Monday, May 21, 2012

Updates

#1   Paleo... I started again, today, after taking my measurements.
       (Holy crap, that was a depressing experience)
       Modified this time, so I don't feel like I'm going to starve to death,
       or have emotional/hunger related issues.

#2  Our house is STILL not done.
      Today we had to have the crew back to point out all of the mistakes
      and ask them to redo stuff.
      This has happened at every stage...
      it's the part that overwhelms me.
      I hate it. I hate having to confront people about their mistakes
      and then have to be here while they fix it...
      it's uncomfortable.
      I just want this to be OVER.

I read an article written about the tornado and recovery, and someone said they weren't prepared for how long this was going to take, or the lack of privacy.  And I was like, YES... that's it.  It's the lack of privacy that just wears you down.  I'm so tired of having to worry about which guys are coming over and when, and feeling observed all the time.  It takes it's toll.

#3  I made 72 cupcakes
      for my mother's surprise b'day party this weekend.
      I made Italian Meringue Buttercream,
      which requires boiling sugar until a precise temperature
      and then slowly streaming it into a beater (while it's on)...
      holy potential skin burns, people!
      I had to keep yelling at Baby to stay AWAY.
      It was the finest icing I've ever made.  I might never go back.

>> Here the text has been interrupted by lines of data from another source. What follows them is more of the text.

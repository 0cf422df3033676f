use chrono::{DateTime, Utc};
use sea_orm::{
    sea_query::Expr, ActiveModelTrait, ActiveValue, ColumnTrait, DatabaseConnection, DbErr,
    EntityTrait, QueryFilter, QueryOrder,
};

use crate::server::model::member::{DepartedMember, RecordDepartureParams};

pub struct DepartedMemberRepository<'a> {
    db: &'a DatabaseConnection,
}

impl<'a> DepartedMemberRepository<'a> {
    pub fn new(db: &'a DatabaseConnection) -> Self {
        Self { db }
    }

    /// Inserts a departure snapshot.
    ///
    /// # Arguments
    /// - `params` - Member data captured at departure
    /// - `total_points` - Balance at the moment of leaving
    /// - `times_left` - Departure counter including this departure
    /// - `leave_date` - When the member left
    pub async fn create(
        &self,
        params: RecordDepartureParams,
        total_points: i32,
        times_left: i32,
        leave_date: DateTime<Utc>,
    ) -> Result<DepartedMember, DbErr> {
        let entity = entity::departed_member::ActiveModel {
            member_id: ActiveValue::Set(params.member_id.to_string()),
            guild_id: ActiveValue::Set(params.guild_id.to_string()),
            leave_date: ActiveValue::Set(leave_date),
            username: ActiveValue::Set(params.profile.username),
            display_name: ActiveValue::Set(params.profile.display_name),
            highest_role: ActiveValue::Set(params.highest_role),
            total_points: ActiveValue::Set(total_points),
            join_date: ActiveValue::Set(params.join_date),
            times_left: ActiveValue::Set(times_left),
            created_at: ActiveValue::Set(Utc::now()),
        }
        .insert(self.db)
        .await?;

        DepartedMember::from_entity(entity)
    }

    /// Gets the member's most recent departure from a guild.
    pub async fn get_latest(
        &self,
        guild_id: u64,
        member_id: u64,
    ) -> Result<Option<DepartedMember>, DbErr> {
        entity::prelude::DepartedMember::find()
            .filter(entity::departed_member::Column::GuildId.eq(guild_id.to_string()))
            .filter(entity::departed_member::Column::MemberId.eq(member_id.to_string()))
            .order_by_desc(entity::departed_member::Column::LeaveDate)
            .one(self.db)
            .await?
            .map(DepartedMember::from_entity)
            .transpose()
    }

    /// Increments `times_left` on one departure row.
    ///
    /// # Returns
    /// - `Ok(true)` - Row updated
    /// - `Ok(false)` - No such row
    pub async fn increment_times_left(
        &self,
        guild_id: u64,
        member_id: u64,
        leave_date: DateTime<Utc>,
    ) -> Result<bool, DbErr> {
        let result = entity::prelude::DepartedMember::update_many()
            .col_expr(
                entity::departed_member::Column::TimesLeft,
                Expr::cust(r#""times_left" + 1"#),
            )
            .filter(entity::departed_member::Column::GuildId.eq(guild_id.to_string()))
            .filter(entity::departed_member::Column::MemberId.eq(member_id.to_string()))
            .filter(entity::departed_member::Column::LeaveDate.eq(leave_date))
            .exec(self.db)
            .await?;

        Ok(result.rows_affected > 0)
    }
}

The surprise went off without a hitch.  Interestingly, my mother claims that it's because I'm such a terrible secret keeper (in her opinion) that she really didn't expect anything.  I find this to be one of the strangest beliefs she holds (steadfastly, too) about me.  I was actually paid to be a professional secret keeper (therapist) and am nearly a criminally good liar (best/worst trait?... you decide)... which relies on the ability to keep things under wraps.  And you can't break me.  I should've been an actress.  Anyway, I always think this is a confounding perception.  I don't know if this all stems from the one time I told my brother what he was getting for a present (I was 5-ish?) or if it's because I happily gossip (it's a bonding mechanism) but there is a big difference between that and not keeping a secret.  A secret is a different thing.  I'm a pretty open book regarding my own life... but how would you know what I'm not telling?  Plenty, I assure you. If something is seriously a secret, or is asked to remain as such, it does.  Period.  I lived a whole young life that required a fair amount of covering up in order to fit in, and cover I did.  Hence the being good at both lying and secret keeping.  But whatever.  I don't know why this bothers me... I guess I find it infantilizing.

Mental note: bring this up in therapy this week!

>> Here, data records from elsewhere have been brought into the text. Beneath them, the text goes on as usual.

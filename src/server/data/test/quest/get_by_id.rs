use super::*;

/// Tests fetching a quest stored with the legacy `starter` rank.
///
/// Verifies that the rank is read as normal.
///
/// Expected: Ok(Some) with rank Normal
#[tokio::test]
async fn reads_starter_rank_as_normal() -> Result<(), DbErr> {
    let test = TestBuilder::new().with_quest_tables().build().await.unwrap();
    let db = test.db.as_ref().unwrap();

    factory::create_starter_quest(db, "100", "starter1").await?;

    let quest = QuestRepository::new(db).get_by_id("starter1").await?.unwrap();

    assert_eq!(quest.rank, QuestRank::Normal);
    assert!(quest.is_starter());

    Ok(())
}

/// Tests fetching a quest with an unknown status.
///
/// Expected: Err(DbErr::Custom)
#[tokio::test]
async fn fails_on_unknown_status() -> Result<(), DbErr> {
    let test = TestBuilder::new().with_quest_tables().build().await.unwrap();
    let db = test.db.as_ref().unwrap();

    let quest = QuestFactory::new(db, "100").status("archived").build().await?;

    let result = QuestRepository::new(db).get_by_id(&quest.quest_id).await;

    assert!(matches!(result, Err(DbErr::Custom(_))));

    Ok(())
}

/// Tests fetching a quest that does not exist.
///
/// Expected: Ok(None)
#[tokio::test]
async fn returns_none_for_missing_quest() -> Result<(), DbErr> {
    let test = TestBuilder::new().with_quest_tables().build().await.unwrap();
    let db = test.db.as_ref().unwrap();

    assert!(QuestRepository::new(db).get_by_id("missing1").await?.is_none());

    Ok(())
}
use entity::prelude::*;
use sea_orm::{sea_query::TableCreateStatement, EntityTrait, Schema};

use crate::{context::TestContext, error::TestError};

/// Builder for creating test contexts with customizable database schemas.
///
/// Add entity tables with `with_table()` (or the `with_quest_tables()` shortcut), then call
/// `build()` to create the in-memory database.
///
/// # Example
///
/// ```rust,ignore
/// use test_utils::builder::TestBuilder;
/// use entity::prelude::Leaderboard;
///
/// let test = TestBuilder::new()
///     .with_table(Leaderboard)
///     .build()
///     .await?;
/// ```
pub struct TestBuilder {
    /// CREATE TABLE statements executed in insertion order during `build()`.
    tables: Vec<TableCreateStatement>,
}

impl TestBuilder {
    /// Creates a new test builder with no tables configured.
    ///
    /// # Returns
    /// - New `TestBuilder` instance with empty table configuration
    pub fn new() -> Self {
        Self { tables: Vec::new() }
    }

    /// Adds an entity table to the test database schema.
    ///
    /// Generates a CREATE TABLE statement from the provided SeaORM entity using SQLite
    /// backend syntax. Tables with foreign keys must be added after the tables they
    /// reference.
    ///
    /// # Arguments
    /// - `entity` - SeaORM entity model implementing `EntityTrait` to create table for
    ///
    /// # Returns
    /// - `Self` - Builder instance for method chaining
    pub fn with_table<E: EntityTrait>(mut self, entity: E) -> Self {
        let schema = Schema::new(sea_orm::DbBackend::Sqlite);
        self.tables.push(schema.create_table_from_entity(entity));
        self
    }

    /// Adds every table the quest lifecycle touches.
    ///
    /// Adds, in dependency order:
    /// - Quest
    /// - QuestProgress
    /// - Leaderboard
    /// - DepartedMember
    /// - WelcomeAutomation
    ///
    /// # Returns
    /// - `Self` - Builder instance for method chaining
    pub fn with_quest_tables(self) -> Self {
        self.with_table(Quest)
            .with_table(QuestProgress)
            .with_table(Leaderboard)
            .with_table(DepartedMember)
            .with_table(WelcomeAutomation)
    }

    /// Builds and initializes the test context with configured tables.
    ///
    /// # Returns
    /// - `Ok(TestContext)` - Fully initialized test context with database and tables ready
    /// - `Err(TestError::Database)`- Failed to connect to database or create tables
    pub async fn build(self) -> Result<TestContext, TestError> {
        let mut setup = TestContext::new();

        setup.with_tables(self.tables).await?;

        Ok(setup)
    }
}

impl Default for TestBuilder {
    fn default() -> Self {
        Self::new()
    }
}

#4  I think we're going to paint the house a dark moss green,
      hopefully that will play off the yellow/tan 60s brick
      in a way that says...
     "Hey, I meant to do that!"  instead of
     "For shame, for shame... look away from that brick."
      You know what I mean.
      The weird pinkish aluminum siding with turquoise trim,
      yellow/tan brick...
      and wait for it....
      hunter green accents...
      was like a quadruple threat of horrible color combinations,
      we're hoping to kind of reverse that now that we have the chance.

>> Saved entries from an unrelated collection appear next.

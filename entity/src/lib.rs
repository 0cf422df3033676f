//! SeaORM entity models for the questboard schema.
//!
//! One module per table. Discord snowflakes are stored as strings and parsed at the
//! repository boundary; array-valued columns are stored as JSON arrays.

pub mod prelude;

pub mod departed_member;
pub mod leaderboard;
pub mod quest;
pub mod quest_progress;
pub mod welcome_automation;
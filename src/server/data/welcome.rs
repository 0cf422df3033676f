use chrono::Utc;
use migration::OnConflict;
use sea_orm::{ActiveValue, ColumnTrait, DatabaseConnection, DbErr, EntityTrait, QueryFilter};

use crate::server::model::welcome::WelcomeRecord;

pub struct WelcomeRepository<'a> {
    db: &'a DatabaseConnection,
}

impl<'a> WelcomeRepository<'a> {
    pub fn new(db: &'a DatabaseConnection) -> Self {
        Self { db }
    }

    /// Gets a member's onboarding record.
    pub async fn get(&self, guild_id: u64, user_id: u64) -> Result<Option<WelcomeRecord>, DbErr> {
        entity::prelude::WelcomeAutomation::find_by_id((user_id.to_string(), guild_id.to_string()))
            .one(self.db)
            .await?
            .map(WelcomeRecord::from_entity)
            .transpose()
    }

    /// Creates or resets a member's onboarding record for a new membership period.
    ///
    /// Completion flags are cleared and `join_date` restarts on every call.
    ///
    /// # Arguments
    /// - `guild_id` - Guild joined
    /// - `user_id` - Joining member
    /// - `mentor_id` - Mentor, if one was paired at join
    /// - `starter_quests` - Up to two assigned starter quest ids, in slot order
    pub async fn upsert(
        &self,
        guild_id: u64,
        user_id: u64,
        mentor_id: Option<u64>,
        starter_quests: &[String],
    ) -> Result<WelcomeRecord, DbErr> {
        let now = Utc::now();

        entity::prelude::WelcomeAutomation::insert(entity::welcome_automation::ActiveModel {
            user_id: ActiveValue::Set(user_id.to_string()),
            guild_id: ActiveValue::Set(guild_id.to_string()),
            mentor_id: ActiveValue::Set(mentor_id.map(|id| id.to_string())),
            starter_quest_1: ActiveValue::Set(starter_quests.first().cloned()),
            starter_quest_2: ActiveValue::Set(starter_quests.get(1).cloned()),
            quest_1_completed: ActiveValue::Set(false),
            quest_2_completed: ActiveValue::Set(false),
            join_date: ActiveValue::Set(now),
            last_activity: ActiveValue::Set(now),
        })
        .on_conflict(
            OnConflict::columns([
                entity::welcome_automation::Column::UserId,
                entity::welcome_automation::Column::GuildId,
            ])
            .update_columns([
                entity::welcome_automation::Column::MentorId,
                entity::welcome_automation::Column::StarterQuest1,
                entity::welcome_automation::Column::StarterQuest2,
                entity::welcome_automation::Column::Quest1Completed,
                entity::welcome_automation::Column::Quest2Completed,
                entity::welcome_automation::Column::JoinDate,
                entity::welcome_automation::Column::LastActivity,
            ])
            .to_owned(),
        )
        .exec_without_returning(self.db)
        .await?;

        self.get(guild_id, user_id)
            .await?
            .ok_or(DbErr::RecordNotFound(format!(
                "Welcome record for user {} in guild {} not found after upsert",
                user_id, guild_id
            )))
    }

    /// Sets a member's mentor.
    ///
    /// # Returns
    /// - `Ok(true)` - Record updated
    /// - `Ok(false)` - Member has no onboarding record
    pub async fn set_mentor(&self, guild_id: u64, user_id: u64, mentor_id: u64) -> Result<bool, DbErr> {
        let result = entity::prelude::WelcomeAutomation::update_many()
            .set(entity::welcome_automation::ActiveModel {
                mentor_id: ActiveValue::Set(Some(mentor_id.to_string())),
                last_activity: ActiveValue::Set(Utc::now()),
                ..Default::default()
            })
            .filter(entity::welcome_automation::Column::UserId.eq(user_id.to_string()))
            .filter(entity::welcome_automation::Column::GuildId.eq(guild_id.to_string()))
            .exec(self.db)
            .await?;

        Ok(result.rows_affected > 0)
    }

    /// Sets the completion flag of whichever slot holds `quest_id`.
    ///
    /// # Returns
    /// - `Ok(true)` - A slot matched and was flagged
    /// - `Ok(false)` - The quest is not assigned to the member
    pub async fn mark_starter_completed(
        &self,
        guild_id: u64,
        user_id: u64,
        quest_id: &str,
    ) -> Result<bool, DbErr> {
        let now = Utc::now();

        let first = entity::prelude::WelcomeAutomation::update_many()
            .set(entity::welcome_automation::ActiveModel {
                quest_1_completed: ActiveValue::Set(true),
                last_activity: ActiveValue::Set(now),
                ..Default::default()
            })
            .filter(entity::welcome_automation::Column::UserId.eq(user_id.to_string()))
            .filter(entity::welcome_automation::Column::GuildId.eq(guild_id.to_string()))
            .filter(entity::welcome_automation::Column::StarterQuest1.eq(quest_id))
            .exec(self.db)
            .await?;

        let second = entity::prelude::WelcomeAutomation::update_many()
            .set(entity::welcome_automation::ActiveModel {
                quest_2_completed: ActiveValue::Set(true),
                last_activity: ActiveValue::Set(now),
                ..Default::default()
            })
            .filter(entity::welcome_automation::Column::UserId.eq(user_id.to_string()))
            .filter(entity::welcome_automation::Column::GuildId.eq(guild_id.to_string()))
            .filter(entity::welcome_automation::Column::StarterQuest2.eq(quest_id))
            .exec(self.db)
            .await?;

        Ok(first.rows_affected + second.rows_affected > 0)
    }
}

#5  I really want summer to be relaxing... but with Safety Town (believe it!), VBS (believe it!) at their new school, and swimming lessons, I'm already feeling nearly as booked as before.

#6 Not missing the TV.  I think I've successfully detoxed. I've been able to watch whatever necessary season finales online, anyway. The only downside is that I don't have anything hooked up to make the treadmill a bearable choice... and Lord knows I need to get back on it... STAT.  On the plus side I've read many o' book in the last couple of weeks including a biography of Eustace Conway... holy crap... how did I not know about this guy?

#7 I'm nervous/excited about this coming Fall.  School starts for the girls in August, and that will be the first time I've ever been childless in 10 straight years (that sounds longer than it feels... I promise) That's a huge change, and I'm really going to miss all of the easy quality time I get to have with them.  (I'm not going to miss all of the difficult times I have with Baby... just sayin')  But I'm also pretty excited that I'll be able to make myself a priority without feeling guilty that I'm taking away from someone/thing else.  One of the hardest things for me, in recent years, has been finding a time to workout that works for me and the family, now I'll be able to workout while Baby is at AM kindergarten. The very notion feels somewhat luxurious.  I have no concept of what it will be like to have a couple of hours to myself everyday.
Weird.
Maybe I'll get some more kids in this house.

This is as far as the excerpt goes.